I suppose there was a time in my life when I would answer that friendly conversation opener—”How are you?”—with something like, “I’m doing well. How about yourself?”
But I (and, I suspect, at least a few million other Americans) have a new default answer: “Busy.” I don’t have the space to list what I’ve been up to for the past year, but let’s just say that I have impeccable busyness bona fides.
Or have I? In a blog post on The New York Times Opinionator last summer entitled “The ‘Busy’ Trap,” Tim Kreider pointed out that most people who reply this way aren’t working three shifts to make ends meet. They’re people “whose lamented busyness is purely self-imposed: work and obligations they’ve taken on voluntarily, classes and activities they’ve ‘encouraged’ their kids to participate in. They’re busy because of their own ambition or drive or anxiety, because they’re addicted to busyness and dread what they might have to face in its absence.”
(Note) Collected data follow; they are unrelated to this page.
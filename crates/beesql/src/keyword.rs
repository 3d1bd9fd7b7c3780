//! Secondary keywords (WHERE, GROUP BY, HAVING, ORDER BY, LIMIT).
//!
//! [`Clauses`] holds every secondary keyword attached to a statement plus the
//! active-condition pointer. Clauses render in ascending priority order, no
//! matter in which order they were attached.

use crate::condition::{Condition, ConditionKind};
use crate::error::{BeeError, BeeResult};
use crate::escape::Escaper;
use crate::maker::{ClauseKind, ClausePart, LimitPart, LogicalPart};
use crate::predicate::{LogicalOperator, Predicate};

/// Sort direction for ORDER BY.
#[derive(Debug, Clone, Copy, PartialEq, Eq)]
pub enum Direction {
    Asc,
    Desc,
}

impl Direction {
    pub fn keyword(self) -> &'static str {
        match self {
            Direction::Asc => "ASC",
            Direction::Desc => "DESC",
        }
    }
}

/// One ORDER BY column.
#[derive(Debug, Clone, PartialEq, Eq)]
pub struct OrderColumn {
    pub name: String,
    pub direction: Direction,
}

impl OrderColumn {
    /// Parse `"name"` (ascending) or `"-name"` (descending).
    pub fn parse(raw: &str) -> Self {
        match raw.strip_prefix('-') {
            Some(name) => Self {
                name: name.to_string(),
                direction: Direction::Desc,
            },
            None => Self {
                name: raw.to_string(),
                direction: Direction::Asc,
            },
        }
    }
}

#[derive(Debug, Clone, PartialEq)]
pub struct GroupBy {
    part: ClausePart,
    columns: Vec<String>,
}

impl GroupBy {
    pub fn columns(&self) -> &[String] {
        &self.columns
    }
}

#[derive(Debug, Clone, PartialEq)]
pub struct OrderBy {
    part: ClausePart,
    columns: Vec<OrderColumn>,
}

impl OrderBy {
    pub fn columns(&self) -> &[OrderColumn] {
        &self.columns
    }
}

#[derive(Debug, Clone, PartialEq)]
pub struct Limit {
    part: LimitPart,
    pub limit: u64,
    pub offset: u64,
}

/// A clause attached to a statement after its head.
#[derive(Debug, Clone, PartialEq)]
pub enum SecondaryKeyword {
    Where(Condition),
    GroupBy(GroupBy),
    Having(Condition),
    OrderBy(OrderBy),
    Limit(Limit),
}

impl SecondaryKeyword {
    pub fn kind(&self) -> ClauseKind {
        match self {
            SecondaryKeyword::Where(_) => ClauseKind::Where,
            SecondaryKeyword::GroupBy(_) => ClauseKind::GroupBy,
            SecondaryKeyword::Having(_) => ClauseKind::Having,
            SecondaryKeyword::OrderBy(_) => ClauseKind::OrderBy,
            SecondaryKeyword::Limit(_) => ClauseKind::Limit,
        }
    }

    pub fn priority(&self) -> u8 {
        match self {
            SecondaryKeyword::Where(c) | SecondaryKeyword::Having(c) => c.priority(),
            SecondaryKeyword::GroupBy(g) => g.part.priority,
            SecondaryKeyword::OrderBy(o) => o.part.priority,
            SecondaryKeyword::Limit(l) => l.part.priority,
        }
    }

    pub fn to_sql(&self, escaper: &dyn Escaper) -> String {
        match self {
            SecondaryKeyword::Where(c) | SecondaryKeyword::Having(c) => c.to_sql(escaper),
            SecondaryKeyword::GroupBy(g) => {
                format!("{} {}", g.part.keyword, g.columns.join(", "))
            }
            SecondaryKeyword::OrderBy(o) => {
                let cols: Vec<String> = o
                    .columns
                    .iter()
                    .map(|c| format!("{} {}", c.name, c.direction.keyword()))
                    .collect();
                format!("{} {}", o.part.keyword, cols.join(", "))
            }
            SecondaryKeyword::Limit(l) => l.part.render(l.limit, l.offset),
        }
    }
}

/// The secondary keywords of one statement.
#[derive(Debug, Clone, Default, PartialEq)]
pub struct Clauses {
    entries: Vec<SecondaryKeyword>,
    active: Option<ConditionKind>,
}

impl Clauses {
    pub fn new() -> Self {
        Self::default()
    }

    pub fn is_empty(&self) -> bool {
        self.entries.is_empty()
    }

    pub fn get(&self, kind: ClauseKind) -> Option<&SecondaryKeyword> {
        self.entries.iter().find(|k| k.kind() == kind)
    }

    fn get_mut(&mut self, kind: ClauseKind) -> Option<&mut SecondaryKeyword> {
        self.entries.iter_mut().find(|k| k.kind() == kind)
    }

    pub fn condition(&self, kind: ConditionKind) -> Option<&Condition> {
        match self.get(kind.clause_kind())? {
            SecondaryKeyword::Where(c) | SecondaryKeyword::Having(c) => Some(c),
            _ => None,
        }
    }

    fn condition_mut(&mut self, kind: ConditionKind) -> Option<&mut Condition> {
        match self.get_mut(kind.clause_kind())? {
            SecondaryKeyword::Where(c) | SecondaryKeyword::Having(c) => Some(c),
            _ => None,
        }
    }

    /// The condition bare AND/OR calls chain onto.
    pub fn active(&self) -> Option<ConditionKind> {
        self.active
    }

    pub fn has_condition(&self) -> bool {
        self.active.is_some()
    }

    /// Make an existing condition the chaining target.
    pub fn activate(&mut self, kind: ConditionKind) -> BeeResult<()> {
        if self.condition(kind).is_none() {
            return Err(BeeError::NoActiveCondition);
        }
        self.active = Some(kind);
        Ok(())
    }

    /// Attach predicates to the `kind` condition and make it active.
    ///
    /// When the condition does not exist yet, the first predicate becomes its
    /// head and its connector is dropped; every other predicate is chained
    /// with the connector it is paired with.
    pub(crate) fn attach(
        &mut self,
        kind: ConditionKind,
        part: ClausePart,
        links: Vec<(LogicalPart, Predicate)>,
    ) {
        let mut links = links.into_iter();
        match self.condition_mut(kind) {
            Some(cond) => cond.chain(links.map(|(c, p)| LogicalOperator::new(c, p))),
            None => {
                let Some((_, head)) = links.next() else {
                    return;
                };
                let mut cond = Condition::new(kind, part, head);
                cond.chain(links.map(|(c, p)| LogicalOperator::new(c, p)));
                self.entries.push(match kind {
                    ConditionKind::Where => SecondaryKeyword::Where(cond),
                    ConditionKind::Having => SecondaryKeyword::Having(cond),
                });
            }
        }
        self.active = Some(kind);
    }

    /// Add GROUP BY columns, extending any existing list.
    pub(crate) fn group_by(&mut self, part: ClausePart, columns: Vec<String>) {
        match self.get_mut(ClauseKind::GroupBy) {
            Some(SecondaryKeyword::GroupBy(g)) => g.columns.extend(columns),
            _ => self
                .entries
                .push(SecondaryKeyword::GroupBy(GroupBy { part, columns })),
        }
    }

    /// Add ORDER BY columns; a column given twice keeps its first position
    /// and takes the latest direction.
    pub(crate) fn order_by(&mut self, part: ClausePart, columns: Vec<OrderColumn>) {
        if self.get(ClauseKind::OrderBy).is_none() {
            self.entries.push(SecondaryKeyword::OrderBy(OrderBy {
                part,
                columns: Vec::new(),
            }));
        }
        if let Some(SecondaryKeyword::OrderBy(o)) = self.get_mut(ClauseKind::OrderBy) {
            for col in columns {
                match o.columns.iter_mut().find(|c| c.name == col.name) {
                    Some(existing) => existing.direction = col.direction,
                    None => o.columns.push(col),
                }
            }
        }
    }

    /// Set LIMIT/OFFSET, replacing any earlier value.
    pub(crate) fn limit(&mut self, part: LimitPart, limit: u64, offset: u64) {
        let entry = SecondaryKeyword::Limit(Limit {
            part,
            limit,
            offset,
        });
        match self.get_mut(ClauseKind::Limit) {
            Some(existing) => *existing = entry,
            None => self.entries.push(entry),
        }
    }

    /// Keywords in render order. Ties keep attachment order.
    pub fn ordered(&self) -> Vec<&SecondaryKeyword> {
        let mut ordered: Vec<&SecondaryKeyword> = self.entries.iter().collect();
        ordered.sort_by_key(|k| k.priority());
        ordered
    }

    /// Render every clause, each preceded by a space.
    pub fn to_sql(&self, escaper: &dyn Escaper) -> String {
        let mut sql = String::new();
        for keyword in self.ordered() {
            sql.push(' ');
            sql.push_str(&keyword.to_sql(escaper));
        }
        sql
    }
}
//! Comparison predicates and the logical connectors that chain them.

use crate::escape::Escaper;
use crate::maker::{LogicalPart, OperatorPart};
use crate::value::{Value, list_literal};

/// Comparison operator kinds.
#[derive(Debug, Clone, Copy, PartialEq, Eq, Hash)]
pub enum CompareOp {
    Eq,
    NotEq,
    Lt,
    Lte,
    Gt,
    Gte,
    In,
    NotIn,
}

impl CompareOp {
    /// Registry name of the part that renders this operator.
    pub fn part_name(self) -> &'static str {
        match self {
            CompareOp::Eq => "equal_operator",
            CompareOp::NotEq => "not_equal_operator",
            CompareOp::Lt => "less_than_operator",
            CompareOp::Lte => "less_than_or_equal_operator",
            CompareOp::Gt => "greater_than_operator",
            CompareOp::Gte => "greater_than_or_equal_operator",
            CompareOp::In => "in_operator",
            CompareOp::NotIn => "not_in_operator",
        }
    }

    /// Default SQL token.
    pub fn token(self) -> &'static str {
        match self {
            CompareOp::Eq => "=",
            CompareOp::NotEq => "<>",
            CompareOp::Lt => "<",
            CompareOp::Lte => "<=",
            CompareOp::Gt => ">",
            CompareOp::Gte => ">=",
            CompareOp::In => "IN",
            CompareOp::NotIn => "NOT IN",
        }
    }

    /// IN and NOT IN compare against a list.
    pub fn takes_list(self) -> bool {
        matches!(self, CompareOp::In | CompareOp::NotIn)
    }
}

/// Logical connector kinds.
#[derive(Debug, Clone, Copy, PartialEq, Eq, Hash)]
pub enum Connector {
    And,
    Or,
}

impl Connector {
    pub fn part_name(self) -> &'static str {
        match self {
            Connector::And => "logical_and",
            Connector::Or => "logical_or",
        }
    }

    pub fn keyword(self) -> &'static str {
        match self {
            Connector::And => "AND",
            Connector::Or => "OR",
        }
    }
}

/// Right-hand side of a predicate.
#[derive(Debug, Clone, PartialEq)]
pub enum Operand {
    Single(Value),
    List(Vec<Value>),
}

impl Operand {
    fn to_sql(&self, escaper: &dyn Escaper) -> String {
        match self {
            Operand::Single(v) => v.to_literal(escaper),
            Operand::List(vs) => list_literal(vs, escaper),
        }
    }
}

/// A single `column <op> value` comparison.
#[derive(Debug, Clone, PartialEq)]
pub struct Predicate {
    column: String,
    operator: OperatorPart,
    operand: Operand,
}

impl Predicate {
    pub fn new(column: impl Into<String>, operator: OperatorPart, operand: Operand) -> Self {
        Self {
            column: column.into(),
            operator,
            operand,
        }
    }

    pub fn column(&self) -> &str {
        &self.column
    }

    pub fn set_column(&mut self, column: impl Into<String>) {
        self.column = column.into();
    }

    pub fn operator(&self) -> &OperatorPart {
        &self.operator
    }

    pub fn operand(&self) -> &Operand {
        &self.operand
    }

    pub fn to_sql(&self, escaper: &dyn Escaper) -> String {
        format!(
            "{} {} {}",
            self.column,
            self.operator.token,
            self.operand.to_sql(escaper)
        )
    }
}

/// A predicate prefixed by its connector when chained onto a condition.
#[derive(Debug, Clone, PartialEq)]
pub struct LogicalOperator {
    connector: LogicalPart,
    predicate: Predicate,
}

impl LogicalOperator {
    pub fn new(connector: LogicalPart, predicate: Predicate) -> Self {
        Self {
            connector,
            predicate,
        }
    }

    pub fn connector(&self) -> Connector {
        self.connector.kind
    }

    pub fn predicate(&self) -> &Predicate {
        &self.predicate
    }

    pub fn to_sql(&self, escaper: &dyn Escaper) -> String {
        format!(
            "{} {}",
            self.connector.keyword,
            self.predicate.to_sql(escaper)
        )
    }
}
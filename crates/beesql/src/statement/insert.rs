use super::{SqlStatement, StatementContext, StatementKind};
use crate::error::{BeeError, BeeResult};
use crate::keyword::Clauses;
use crate::value::{Value, list_literal};

/// INSERT statement.
///
/// Rows are added one at a time with [`Insert::row`]. When columns were
/// declared, every row must match their count.
#[derive(Debug, Clone)]
pub struct Insert {
    context: StatementContext,
    clauses: Clauses,
    columns: Vec<String>,
    rows: Vec<Vec<Value>>,
}

impl Insert {
    pub(crate) fn new<I, C>(context: StatementContext, columns: I) -> Self
    where
        I: IntoIterator<Item = C>,
        C: Into<String>,
    {
        Self {
            context,
            clauses: Clauses::new(),
            columns: columns.into_iter().map(Into::into).collect(),
            rows: Vec::new(),
        }
    }

    /// Append one row of values.
    pub fn row<I, V>(&mut self, values: I) -> BeeResult<&mut Self>
    where
        I: IntoIterator<Item = V>,
        V: Into<Value>,
    {
        let values: Vec<Value> = values.into_iter().map(Into::into).collect();
        if values.is_empty() {
            return Err(BeeError::EmptyArgumentList("insert row"));
        }
        if !self.columns.is_empty() && values.len() != self.columns.len() {
            return Err(BeeError::RowWidthMismatch {
                expected: self.columns.len(),
                found: values.len(),
            });
        }
        self.rows.push(values);
        Ok(self)
    }

    /// Append several rows.
    pub fn rows<R, I, V>(&mut self, rows: R) -> BeeResult<&mut Self>
    where
        R: IntoIterator<Item = I>,
        I: IntoIterator<Item = V>,
        V: Into<Value>,
    {
        for row in rows {
            self.row(row)?;
        }
        Ok(self)
    }

    pub fn columns(&self) -> &[String] {
        &self.columns
    }

    pub fn row_count(&self) -> usize {
        self.rows.len()
    }
}

impl SqlStatement for Insert {
    fn kind(&self) -> StatementKind {
        StatementKind::Insert
    }

    fn context(&self) -> &StatementContext {
        &self.context
    }

    fn clauses(&self) -> &Clauses {
        &self.clauses
    }

    fn head_sql(&self) -> String {
        let escaper = self.context.escaper();
        let mut sql = format!("INSERT INTO {}", self.context.table().name);
        if !self.columns.is_empty() {
            sql.push_str(&format!(" ({})", self.columns.join(", ")));
        }
        let rows: Vec<String> = self
            .rows
            .iter()
            .map(|row| list_literal(row, escaper))
            .collect();
        sql.push_str(" VALUES ");
        sql.push_str(&rows.join(","));
        sql
    }

    fn validate(&self) -> BeeResult<()> {
        if self.rows.is_empty() {
            return Err(BeeError::EmptyArgumentList("insert rows"));
        }
        Ok(())
    }
}
//! Aggregation fields for SELECT.

use crate::maker::AggregatePart;

/// Aggregate function kinds.
#[derive(Debug, Clone, Copy, PartialEq, Eq, Hash)]
pub enum AggregateFn {
    Sum,
    Avg,
    Count,
    Max,
    Min,
}

impl AggregateFn {
    pub const ALL: [AggregateFn; 5] = [
        AggregateFn::Sum,
        AggregateFn::Avg,
        AggregateFn::Count,
        AggregateFn::Max,
        AggregateFn::Min,
    ];

    pub fn part_name(self) -> &'static str {
        match self {
            AggregateFn::Sum => "sum_aggregation",
            AggregateFn::Avg => "avg_aggregation",
            AggregateFn::Count => "count_aggregation",
            AggregateFn::Max => "max_aggregation",
            AggregateFn::Min => "min_aggregation",
        }
    }

    pub fn sql_name(self) -> &'static str {
        match self {
            AggregateFn::Sum => "SUM",
            AggregateFn::Avg => "AVG",
            AggregateFn::Count => "COUNT",
            AggregateFn::Max => "MAX",
            AggregateFn::Min => "MIN",
        }
    }
}

/// An aggregated column, e.g. `SUM(price) AS total`.
#[derive(Debug, Clone, PartialEq, Eq)]
pub struct Aggregation {
    pub func: AggregateFn,
    pub column: String,
    pub alias: Option<String>,
}

impl Aggregation {
    pub fn new(func: AggregateFn, column: impl Into<String>) -> Self {
        Self {
            func,
            column: column.into(),
            alias: None,
        }
    }

    /// Set the output column name.
    pub fn alias(mut self, alias: impl Into<String>) -> Self {
        self.alias = Some(alias.into());
        self
    }

    /// Render with the function name supplied by the dialect.
    ///
    /// Without an explicit alias the output column is `<func>_<column>`.
    pub(crate) fn to_sql(&self, part: &AggregatePart) -> String {
        match &self.alias {
            Some(alias) => format!("{}({}) AS {}", part.name, self.column, alias),
            None => format!(
                "{}({}) AS {}_{}",
                part.name,
                self.column,
                part.name.to_lowercase(),
                self.column
            ),
        }
    }
}

pub fn sum(column: impl Into<String>) -> Aggregation {
    Aggregation::new(AggregateFn::Sum, column)
}

pub fn avg(column: impl Into<String>) -> Aggregation {
    Aggregation::new(AggregateFn::Avg, column)
}

pub fn count(column: impl Into<String>) -> Aggregation {
    Aggregation::new(AggregateFn::Count, column)
}

pub fn max(column: impl Into<String>) -> Aggregation {
    Aggregation::new(AggregateFn::Max, column)
}

pub fn min(column: impl Into<String>) -> Aggregation {
    Aggregation::new(AggregateFn::Min, column)
}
For those of us (read: me) shifting uncomfortably in our chairs right now, pastor and author Kevin DeYoung has written Crazy Busy: A (Mercifully) Short Book About a (Really) Big Problem(Crossway). His little book, though informal and friendly, should prompt readers to take a long, unsparing look at the things they say and do.
DeYoung offers up three dangers that busyness presents: ruining our joy, robbing our hearts, and covering up the rot in our souls. He then lists seven diagnoses to help the harried reader start to discern the root of her busyness. Those diagnoses, full of gentleness and truth, can sting a little: You might be beset by pride, or freaking out too much about your kids, or too focused on people-pleasing, or unwilling to put down your iDevice.
All true, but all easily found in other books and articles in the genre. What sets Crazy Busy apart is its seventh diagnosis: “You Suffer More Because You Don’t Expect to Suffer At All.”
The Bible is clear: Tedious labor and sweat are part of the Fall, but work was there from the beginning and will continue into eternity. God is renewing creation, even now, and so we have things like washing machines, lawn mowers, and cell phones to help relieve some of the labor.